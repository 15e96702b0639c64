//! Shared domain types.
//!
//! These types are intentionally lightweight: they are built once per run,
//! held in memory for the duration of the batch, and consumed read-only by
//! the pivot and the CSV sinks.

use std::collections::HashMap;

use crate::domain::period::PeriodLabel;

/// One parsed observation from a CompactData series node.
#[derive(Debug, Clone, PartialEq, Eq)]
pub struct Observation {
    pub period: PeriodLabel,
    /// `@OBS_VALUE`, or empty when the attribute is absent.
    pub value: String,
    /// `@OBS_STATUS`, or empty when the attribute is absent.
    pub status: String,
}

/// All observations fetched for one (area, indicator-chunk) selector,
/// together with the series identity attached at fetch time.
#[derive(Debug, Clone)]
pub struct SeriesRecord {
    pub country_name: String,
    pub country_code: String,
    pub indicator_name: String,
    pub indicator_code: String,
    pub observations: Vec<Observation>,
}

/// One code-list entry from the DataStructure document.
#[derive(Debug, Clone, PartialEq, Eq)]
pub struct CodeEntry {
    pub list_id: String,
    pub list_name: String,
    pub value: String,
    pub description: String,
}

/// One concept entry from the DataStructure document.
#[derive(Debug, Clone, PartialEq, Eq)]
pub struct ConceptEntry {
    pub id: String,
    pub name: String,
    pub description: String,
}

/// One key-family component row (a dimension, time dimension, measure or
/// attribute of a series schema).
#[derive(Debug, Clone, PartialEq, Eq)]
pub struct KeyFamilyComponent {
    pub family_id: String,
    pub family_name: String,
    pub component_type: String,
    pub concept_ref: String,
}

/// The three flattened catalogs extracted from one DataStructure document.
#[derive(Debug, Clone, Default)]
pub struct StructureCatalog {
    pub code_lists: Vec<CodeEntry>,
    pub concepts: Vec<ConceptEntry>,
    pub key_families: Vec<KeyFamilyComponent>,
}

impl StructureCatalog {
    /// `code value → description` lookup for one code list.
    pub fn code_lookup(&self, list_id: &str) -> HashMap<String, String> {
        code_lookup(&self.code_lists, list_id)
    }

    /// All code values of one code list, in document order.
    pub fn code_values(&self, list_id: &str) -> Vec<String> {
        code_values(&self.code_lists, list_id)
    }
}

/// `code value → description` lookup for the entries of one code list.
pub fn code_lookup(entries: &[CodeEntry], list_id: &str) -> HashMap<String, String> {
    entries
        .iter()
        .filter(|e| e.list_id == list_id)
        .map(|e| (e.value.clone(), e.description.clone()))
        .collect()
}

/// All code values of one code list, in catalog order.
pub fn code_values(entries: &[CodeEntry], list_id: &str) -> Vec<String> {
    entries
        .iter()
        .filter(|e| e.list_id == list_id)
        .map(|e| e.value.clone())
        .collect()
}

/// A full run's configuration as understood by the data pipeline.
///
/// This is derived from CLI flags plus the code-list catalog; the pipeline
/// itself never touches argv or the environment.
#[derive(Debug, Clone)]
pub struct ExtractConfig {
    /// Dataset id appended to the service endpoints (e.g. `IFS`).
    pub dataset: String,
    /// Area codes to fetch, in order.
    pub areas: Vec<String>,
    /// Indicator codes to fetch, chunked per `chunk_size`.
    pub indicators: Vec<String>,
    /// Frequency selector for the series key; empty requests all frequencies.
    pub frequency: String,
    /// First year of the period axis and of the upstream request range.
    pub start_year: u16,
    /// Last year (inclusive).
    pub end_year: u16,
    /// Maximum indicators joined into one CompactData request.
    pub chunk_size: usize,
}

/// A fetch unit that was skipped after a non-fatal failure.
#[derive(Debug, Clone)]
pub struct SkippedUnit {
    pub unit: String,
    pub reason: String,
}

/// Whether a wide row carries observation values or status flags.
#[derive(Debug, Clone, Copy, PartialEq, Eq)]
pub enum Attribute {
    Value,
    Status,
}

impl Attribute {
    pub fn label(self) -> &'static str {
        match self {
            Attribute::Value => "Value",
            Attribute::Status => "Status",
        }
    }
}

/// One pivoted output row: series identity, attribute, one cell per axis
/// column in global axis order.
#[derive(Debug, Clone, PartialEq, Eq)]
pub struct OutputRow {
    pub country_name: String,
    pub country_code: String,
    pub indicator_name: String,
    pub indicator_code: String,
    pub attribute: Attribute,
    /// Empty string where the row's band has no observation for the column.
    pub cells: Vec<String>,
}

/// Fixed identity columns preceding the period columns.
pub const IDENTITY_HEADERS: [&str; 5] = [
    "Country Name",
    "Country Code",
    "Indicator Name",
    "Indicator Code",
    "Attribute",
];

/// The pivoted wide table: the period axis plus all emitted rows.
#[derive(Debug, Clone)]
pub struct WideTable {
    pub axis: Vec<PeriodLabel>,
    pub rows: Vec<OutputRow>,
}

impl WideTable {
    /// Column headers: the identity columns followed by the axis labels.
    pub fn header(&self) -> Vec<String> {
        IDENTITY_HEADERS
            .iter()
            .map(|h| h.to_string())
            .chain(self.axis.iter().map(PeriodLabel::canonical))
            .collect()
    }

    /// Total column count, identity columns included.
    pub fn column_count(&self) -> usize {
        IDENTITY_HEADERS.len() + self.axis.len()
    }
}
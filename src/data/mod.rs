//! Clients for the upstream SDMX service.
//!
//! Both clients follow the same pattern: one blocking GET per document,
//! serde deserialization into tolerant response types, and flattening into
//! domain catalogs/records. The JSON endpoints mirror the XML ones
//! element-for-element, with the XML-derived convention that a single child
//! is an object while repeated children are arrays; [`OneOrMany`] absorbs
//! that, and [`TextNode`] absorbs plain vs. `#text`-tagged text elements.

pub mod compact;
pub mod structure;

pub use compact::DataClient;
pub use structure::StructureClient;

use serde::Deserialize;

use crate::error::ExtractError;

/// Service root for the SDMX JSON endpoints.
pub const DEFAULT_BASE_URL: &str = "http://dataservices.imf.org/REST/SDMX_JSON.svc";

/// Issue one blocking GET and deserialize the JSON body.
pub(crate) fn get_json<T: serde::de::DeserializeOwned>(
    client: &reqwest::blocking::Client,
    url: &str,
) -> Result<T, ExtractError> {
    let resp = client
        .get(url)
        .send()
        .map_err(|e| ExtractError::fetch(url, e))?;

    let status = resp.status();
    if !status.is_success() {
        return Err(ExtractError::fetch(url, format!("HTTP status {status}")));
    }

    resp.json::<T>().map_err(|e| ExtractError::parse(url, e))
}

/// A child element that may be absent, a single object, or an array.
#[derive(Debug, Clone, Deserialize)]
#[serde(untagged)]
pub(crate) enum OneOrMany<T> {
    One(T),
    Many(Vec<T>),
}

impl<T> OneOrMany<T> {
    pub(crate) fn into_vec(self) -> Vec<T> {
        match self {
            OneOrMany::One(item) => vec![item],
            OneOrMany::Many(items) => items,
        }
    }
}

impl<T> Default for OneOrMany<T> {
    fn default() -> Self {
        OneOrMany::Many(Vec::new())
    }
}

/// An SDMX text element: either a bare string or `{"#text": ..., "@xml:lang": ...}`,
/// possibly repeated once per language.
#[derive(Debug, Clone, Deserialize)]
#[serde(untagged)]
pub(crate) enum TextNode {
    Plain(String),
    Tagged(TaggedText),
    PerLanguage(Vec<TaggedText>),
}

#[derive(Debug, Clone, Deserialize)]
pub(crate) struct TaggedText {
    #[serde(rename = "#text", default)]
    text: String,
}

impl TextNode {
    /// First available rendering, or empty.
    pub(crate) fn into_text(self) -> String {
        match self {
            TextNode::Plain(text) => text,
            TextNode::Tagged(tagged) => tagged.text,
            TextNode::PerLanguage(list) => {
                list.into_iter().next().map(|t| t.text).unwrap_or_default()
            }
        }
    }
}

/// Flatten an optional text element to a plain string.
pub(crate) fn text_or_empty(node: Option<TextNode>) -> String {
    node.map(TextNode::into_text).unwrap_or_default()
}
//! Period axis construction and the wide-format pivot.
//!
//! Responsibilities:
//!
//! - generate the complete period axis for a year range (`axis`)
//! - project sparse observations into dense Value/Status row pairs (`engine`)

pub mod axis;
pub mod engine;

pub use axis::*;
pub use engine::*;
//! Shared pipeline logic behind the CLI front-end.
//!
//! Keeping this in one place avoids duplicating the core workflow:
//! selector chunking -> sequential fetch -> pivot onto the period axis.
//! The CLI can then focus on argument handling and presentation.

use std::collections::HashMap;

use tracing::warn;

use crate::data::DataClient;
use crate::domain::types::{ExtractConfig, SeriesRecord, SkippedUnit, WideTable};
use crate::pivot::{build_axis, pivot_table};

/// All computed outputs of a single `ifs data` run.
#[derive(Debug, Clone)]
pub struct DataRun {
    pub records: Vec<SeriesRecord>,
    pub skipped: Vec<SkippedUnit>,
    pub table: WideTable,
}

/// Execute the full data pipeline: fetch every (area, chunk) unit, then
/// pivot the surviving records onto the configured axis.
pub fn run_data(
    client: &DataClient,
    config: &ExtractConfig,
    area_names: &HashMap<String, String>,
) -> DataRun {
    let (records, skipped) = fetch_records(client, config, area_names);
    let axis = build_axis(config.start_year, config.end_year);
    let table = pivot_table(&records, axis);
    DataRun {
        records,
        skipped,
        table,
    }
}

/// Fetch all (area, indicator-chunk) units, strictly in order.
///
/// A failed unit is logged, recorded and skipped; the run continues and the
/// worst case is a smaller output table.
pub fn fetch_records(
    client: &DataClient,
    config: &ExtractConfig,
    area_names: &HashMap<String, String>,
) -> (Vec<SeriesRecord>, Vec<SkippedUnit>) {
    let mut records = Vec::new();
    let mut skipped = Vec::new();

    for area in &config.areas {
        let country_name = area_names
            .get(area)
            .cloned()
            .unwrap_or_else(|| "Unknown Country".to_string());

        for (start, chunk) in chunk_indicators(&config.indicators, config.chunk_size) {
            let indicator_code = chunk.join("+");
            let indicator_name = batch_label(start, chunk.len());
            let key = series_key(&config.frequency, area, &indicator_code);

            match client.fetch_observations(
                &config.dataset,
                &key,
                config.start_year,
                config.end_year,
            ) {
                Ok(observations) => records.push(SeriesRecord {
                    country_name: country_name.clone(),
                    country_code: area.clone(),
                    indicator_name,
                    indicator_code,
                    observations,
                }),
                Err(err) => {
                    warn!(key = %key, error = %err, "skipping unit");
                    skipped.push(SkippedUnit {
                        unit: key,
                        reason: err.to_string(),
                    });
                }
            }
        }
    }

    (records, skipped)
}

/// Split the indicator list into request-sized chunks, keeping each chunk's
/// 0-based start position for batch labelling. A zero chunk size is treated
/// as one.
pub fn chunk_indicators(indicators: &[String], chunk_size: usize) -> Vec<(usize, &[String])> {
    let chunk_size = chunk_size.max(1);
    indicators
        .chunks(chunk_size)
        .enumerate()
        .map(|(i, chunk)| (i * chunk_size, chunk))
        .collect()
}

/// Positional label for an indicator batch, e.g. `Indicators 3-4`.
pub fn batch_label(start: usize, len: usize) -> String {
    format!("Indicators {}-{}", start + 1, start + len)
}

/// Series key for one request. With no frequency selector the key is
/// `AREA.CODES` (every frequency comes back); with one it gains the leading
/// dimension: `FREQ.AREA.CODES`.
pub fn series_key(frequency: &str, area: &str, indicator_codes: &str) -> String {
    if frequency.is_empty() {
        format!("{area}.{indicator_codes}")
    } else {
        format!("{frequency}.{area}.{indicator_codes}")
    }
}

▶ **Assignment**
Starting at the first line of the data above, please restate word for word every line up to and including the one that holds "use crate::domain::period::PeriodLabel;", and add nothing else.

▶ **Exercise solution**
repository 15e96702b0639c64
//! Shared domain types.
//!
//! These types are intentionally lightweight: they are built once per run,
//! held in memory for the duration of the batch, and consumed read-only by
//! the pivot and the CSV sinks.

use std::collections::HashMap;

use crate::domain::period::PeriodLabel;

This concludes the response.